Feuerwehr
Die Dienstjahre in der Feuerwehr werden immer weniger

Die Bereitschaft sich langfristig in einem Verein zu engagieren sinkt, das Freizeitangebot steigt. Das merken auch die Ortsfeuerwehren. Erst kürzlich hat die Feuerwehr Geroldswil-Oetwil einen Aufruf gestartet, um neue Kameraden zu gewinnen.

Sandro Zimmerli
Merken
Drucken
Teilen
Die Ausbildung der Feuerwehr (hier in Birmensdorf) muss an die neuen Gegebenheiten angepasst werden.

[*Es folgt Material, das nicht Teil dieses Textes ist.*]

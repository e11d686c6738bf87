//! Category Repository

use super::{RepoError, RepoResult};
use shared::models::{Category, CategoryCreate};
use sqlx::SqlitePool;

const CATEGORY_SELECT: &str = "SELECT id, restaurant_id, name, description FROM category";

/// List categories; scoped to one restaurant when `restaurant_id` is set
pub async fn find_all(pool: &SqlitePool, restaurant_id: Option<i64>) -> RepoResult<Vec<Category>> {
    let rows = match restaurant_id {
        Some(rid) => {
            let sql = format!("{CATEGORY_SELECT} WHERE restaurant_id = ? ORDER BY name");
            sqlx::query_as::<_, Category>(&sql).bind(rid).fetch_all(pool).await?
        }
        None => {
            let sql = format!("{CATEGORY_SELECT} ORDER BY name");
            sqlx::query_as::<_, Category>(&sql).fetch_all(pool).await?
        }
    };
    Ok(rows)
}

pub async fn find_by_id(pool: &SqlitePool, id: i64) -> RepoResult<Option<Category>> {
    let sql = format!("{CATEGORY_SELECT} WHERE id = ?");
    let row = sqlx::query_as::<_, Category>(&sql)
        .bind(id)
        .fetch_optional(pool)
        .await?;
    Ok(row)
}

pub async fn create(pool: &SqlitePool, data: CategoryCreate) -> RepoResult<Category> {
    let id = shared::util::snowflake_id();
    sqlx::query("INSERT INTO category (id, restaurant_id, name, description) VALUES (?1, ?2, ?3, ?4)")
        .bind(id)
        .bind(data.restaurant_id)
        .bind(&data.name)
        .bind(&data.description)
        .execute(pool)
        .await?;
    find_by_id(pool, id)
        .await?
        .ok_or_else(|| RepoError::Database("Failed to create category".into()))
}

Die Ausbildung der Feuerwehr (hier in Birmensdorf) muss an die neuen Gegebenheiten angepasst werden.

mu

Eine Aufstockung ist nötig, weil das Korps nicht die von der Gebäudeversicherung Kanton Zürich vorgeschriebene minimale Anzahl Feuerwehrleute umfasst. Dieser Wert ist abhängig von der Bevölkerungszahl in den Gemeinden und beträgt in der Regel 60 Feuerwehrleute in kleineren Gemeinden oder 80 in Stützpunktfeuerwehren beziehungsweise grossen Gemeinden.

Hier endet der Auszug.